Leadership is influenced by context. Nevertheless, when it comes to leadership context, a gap in the literature has existed for decades. Moreover, understanding the relationship between leadership context and the ability to lead effectively is a longstanding challenge for practitioners. This study delivers a significant original contribution by developing a nascent Stratified Leadership Context Framework. An integrative literature review synthesised the knowledge from sixty highly cited review articles and related literature into a new conception of leadership context. Drawing also on Critical Realism philosophy, the synthesising resulted in eight propositions concerning the nature of leadership context. In continuation, the synthesis produced sixty-eight hypotheses regarding the contextual factors; their causal effects; and the leader’s possibilities to shape the factors. The propositions and hypotheses were explored in a two-round Delphi study. Three panels, comprising HR practitioners, Leadership scholars and Leaders, participated. The one hundred nine tenured leadership experts from 24 countries agreed that twenty-eight factors comprise the leadership context. The study found that helping and hindering effects on leadership and work performance exist for twenty-five factors. Also, that sixteen factors have the power to influence the choice of leadership behaviour. Moreover, that twenty factors can be shaped through leadership interventions and that shaping context can promote desired organisational intentions. The findings extend the understanding of climate strength; enable the contextualisation of extant leadership theories; and, equip researchers to situate new studies enhancing their generalizability. Also, it assists leaders and leadership developers in matching differing leadership contexts. Moreover, the research paradigm enabled theorising about a complex phenomenon.

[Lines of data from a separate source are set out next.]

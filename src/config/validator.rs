use crate::config::{Config, SCHEMA_VERSION};
use crate::error::{Result, ReviewIqError, ValidationError};

/// Providers the analysis client can talk to
const VALID_PROVIDERS: [&str; 1] = ["gemini"];

/// Configuration validator
pub struct ConfigValidator;

impl ConfigValidator {
    /// Validate the configuration, collecting every problem found
    pub fn validate(config: &Config) -> Result<()> {
        let mut errors = Vec::new();

        Self::validate_schema_version(config, &mut errors);
        Self::validate_storage(config, &mut errors);
        Self::validate_llm(config, &mut errors);
        Self::validate_input(config, &mut errors);

        if errors.is_empty() {
            Ok(())
        } else {
            Err(ReviewIqError::ConfigValidation { errors })
        }
    }

    fn validate_schema_version(config: &Config, errors: &mut Vec<ValidationError>) {
        let version = &config.meta.schema_version;
        if version != SCHEMA_VERSION {
            errors.push(ValidationError::new(
                "_meta.schema_version",
                format!("Unsupported schema version: {}", version),
            ));
        }
    }

    fn validate_storage(config: &Config, errors: &mut Vec<ValidationError>) {
        if config.storage.data_dir.as_os_str().is_empty() {
            errors.push(ValidationError::new(
                "storage.data_dir",
                "Data directory cannot be empty",
            ));
        }

        if config.storage.history_key.trim().is_empty() {
            errors.push(ValidationError::new(
                "storage.history_key",
                "History key cannot be empty",
            ));
        }
    }

    fn validate_llm(config: &Config, errors: &mut Vec<ValidationError>) {
        let llm = &config.llm;

        if !VALID_PROVIDERS.contains(&llm.provider.as_str()) {
            errors.push(ValidationError::new(
                "llm.provider",
                format!(
                    "Provider must be one of {:?}, got '{}'",
                    VALID_PROVIDERS, llm.provider
                ),
            ));
        }

        if llm.api_key_env.is_empty() {
            errors.push(ValidationError::new(
                "llm.api_key_env",
                "API key environment variable name cannot be empty",
            ));
        }

        if !(llm.base_url.starts_with("http://") || llm.base_url.starts_with("https://")) {
            errors.push(ValidationError::new(
                "llm.base_url",
                format!("Base URL must be http(s), got '{}'", llm.base_url),
            ));
        }

        if llm.model.is_empty() {
            errors.push(ValidationError::new("llm.model", "Model name cannot be empty"));
        }

        if !(0.0..=2.0).contains(&llm.temperature) {
            errors.push(ValidationError::new(
                "llm.temperature",
                format!(
                    "Temperature must be between 0.0 and 2.0, got {}",
                    llm.temperature
                ),
            ));
        }

        if llm.timeout_secs == 0 {
            errors.push(ValidationError::new(
                "llm.timeout_secs",
                "Timeout must be greater than 0",
            ));
        }
    }

    fn validate_input(config: &Config, errors: &mut Vec<ValidationError>) {
        if config.input.default_category.trim().is_empty() {
            errors.push(ValidationError::new(
                "input.default_category",
                "Default category cannot be empty",
            ));
        }
    }
}

#[cfg(test)]
mod tests {
    use super::*;
    use std::path::PathBuf;

    #[test]
    fn test_valid_config() {
        let config = Config::default();
        assert!(ConfigValidator::validate(&config).is_ok());
    }

    #[test]
    fn test_invalid_temperature() {
        let mut config = Config::default();
        config.llm.temperature = 3.5;
        assert!(ConfigValidator::validate(&config).is_err());
    }

    #[test]
    fn test_zero_timeout_and_bad_provider_collected() {
        let mut config = Config::default();
        config.llm.timeout_secs = 0;
        config.llm.provider = "carrier-pigeon".to_string();
        config.storage.data_dir = PathBuf::new();

        match ConfigValidator::validate(&config) {
            Err(ReviewIqError::ConfigValidation { errors }) => {
                assert_eq!(errors.len(), 3);
                assert!(errors.iter().any(|e| e.path == "llm.timeout_secs"));
                assert!(errors.iter().any(|e| e.path == "llm.provider"));
                assert!(errors.iter().any(|e| e.path == "storage.data_dir"));
            }
            other => panic!("expected validation errors, got {:?}", other),
        }
    }
}
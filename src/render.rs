//! Plain-text rendering of each view
use crate::analysis::{ActionSuggestions, AnalysisResult};
use crate::app::CurrentAnalysis;
use crate::filter::{FilteredReview, ReviewFilter};
use crate::history::HistoryRecord;
use crate::reviews::BusinessCategory;

const BAR_WIDTH: usize = 30;

fn bar(value: f64, max: f64) -> String {
    if max <= 0.0 || value <= 0.0 {
        return String::new();
    }
    let filled = ((value / max) * BAR_WIDTH as f64).round() as usize;
    "█".repeat(filled.clamp(1, BAR_WIDTH))
}

fn bullet_list(out: &mut String, title: &str, items: &[String]) {
    if items.is_empty() {
        return;
    }
    out.push_str(&format!("\n{}:\n", title));
    for item in items {
        out.push_str(&format!("- {}\n", item));
    }
}

pub fn render_upload() -> String {
    let mut out = String::new();
    out.push_str("New Analysis\n");
    out.push_str("Provide a business name and reviews (one per line, or a CSV file).\n");
    out.push_str("Categories: ");
    let labels: Vec<&str> = BusinessCategory::BUILT_IN.iter().map(|c| c.label()).collect();
    out.push_str(&labels.join(", "));
    out.push_str(" (or any custom label)\n");
    out
}

pub fn render_dashboard(current: &CurrentAnalysis) -> String {
    let r: &AnalysisResult = &current.result;
    let mut out = String::new();

    out.push_str(&format!("{} | Report Ready\n\n", current.business_name));
    out.push_str(&format!("{}\n\n", r.summary.trim()));
    out.push_str(&format!(
        "Overall sentiment: {}   Score: {}   Reviews: {}\n",
        r.overall_sentiment,
        r.sentiment_score,
        current.review_count()
    ));

    if !r.themes.is_empty() {
        out.push_str("\nThemes:\n");
        let max = r.themes.iter().map(|t| t.count).fold(0.0_f64, f64::max);
        for t in &r.themes {
            out.push_str(&format!(
                "  {:<20} {:>5} {:<8} {}\n",
                t.name,
                t.count,
                t.sentiment,
                bar(t.count, max)
            ));
        }
    }

    if !r.emotion_distribution.is_empty() {
        out.push_str("\nEmotion breakdown:\n");
        let max = r
            .emotion_distribution
            .iter()
            .map(|e| e.value)
            .fold(0.0_f64, f64::max);
        for e in &r.emotion_distribution {
            out.push_str(&format!(
                "  {:<20} {:>6} {}\n",
                e.name,
                e.value,
                bar(e.value, max)
            ));
        }
    }

    bullet_list(&mut out, "Key strengths", &r.repeated_highlights);
    bullet_list(&mut out, "Frequent complaints", &r.repeated_complaints);

    if !r.top_keywords.positive.is_empty() || !r.top_keywords.negative.is_empty() {
        out.push_str("\nKeywords:\n");
        out.push_str(&format!("  + {}\n", r.top_keywords.positive.join(", ")));
        out.push_str(&format!("  - {}\n", r.top_keywords.negative.join(", ")));
    }

    out
}

pub fn render_reviews(current: &CurrentAnalysis, filter: &ReviewFilter) -> String {
    let individual = &current.result.individual_analysis;
    let mut out = String::new();

    if current.reviews.is_empty() {
        // Loaded from history: only the annotations survive
        out.push_str("Review text is not kept in history; showing annotations only.\n\n");
        for a in individual
            .iter()
            .filter(|a| filter.sentiment.map_or(true, |s| s == a.sentiment))
        {
            out.push_str(&format!(
                "#{:<3} {:<8} {:<16} {}\n",
                a.index,
                a.sentiment.as_str().to_uppercase(),
                a.category,
                a.emotions.join(", ")
            ));
        }
        return out;
    }

    let matches: Vec<FilteredReview<'_>> = filter.apply(&current.reviews, individual);
    out.push_str(&format!(
        "{} of {} reviews\n\n",
        matches.len(),
        current.reviews.len()
    ));

    for item in &matches {
        out.push_str(&format!("#{} {}\n", item.index, item.review.text));
        if let Some(a) = item.analysis {
            out.push_str(&format!(
                "    {} | {}",
                a.sentiment.as_str().to_uppercase(),
                a.category
            ));
            if !a.emotions.is_empty() {
                out.push_str(&format!(" | {}", a.emotions.join(", ")));
            }
            out.push('\n');
        }
    }

    if matches.is_empty() {
        out.push_str("No reviews match the current filters.\n");
    }

    out
}

pub fn render_actions(suggestions: &ActionSuggestions) -> String {
    let mut out = String::from("Suggested actions\n");
    bullet_list(&mut out, "Product improvements", &suggestions.improvements);
    bullet_list(&mut out, "Marketing ideas", &suggestions.marketing);
    bullet_list(&mut out, "Support", &suggestions.support);
    out
}

pub fn render_history(records: &[HistoryRecord]) -> String {
    let mut out = format!("Archive: {} reports\n", records.len());
    if records.is_empty() {
        out.push_str("No saved analyses yet.\n");
        return out;
    }

    out.push('\n');
    for r in records {
        out.push_str(&format!(
            "{}  {}  {:<24} {:>4} reviews  {}%\n",
            r.created_at().format("%Y-%m-%d"),
            r.id,
            r.business_name,
            r.review_count,
            r.result.sentiment_score
        ));
    }
    out
}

Specifically, the study operationalised the critical realist principles of epistemic relativity and judgemental rationality in applying the integrative literature review and the Delphi panel method. Further research into contextual influences and effects between contextual factors is warranted. Finally, the results can be applied by practitioners for enhancing recruitment, onboarding, and leadership development.

Item Type:Thesis (DBA)
Thesis Supervisor:Higgs, M. and Dulewicz, V.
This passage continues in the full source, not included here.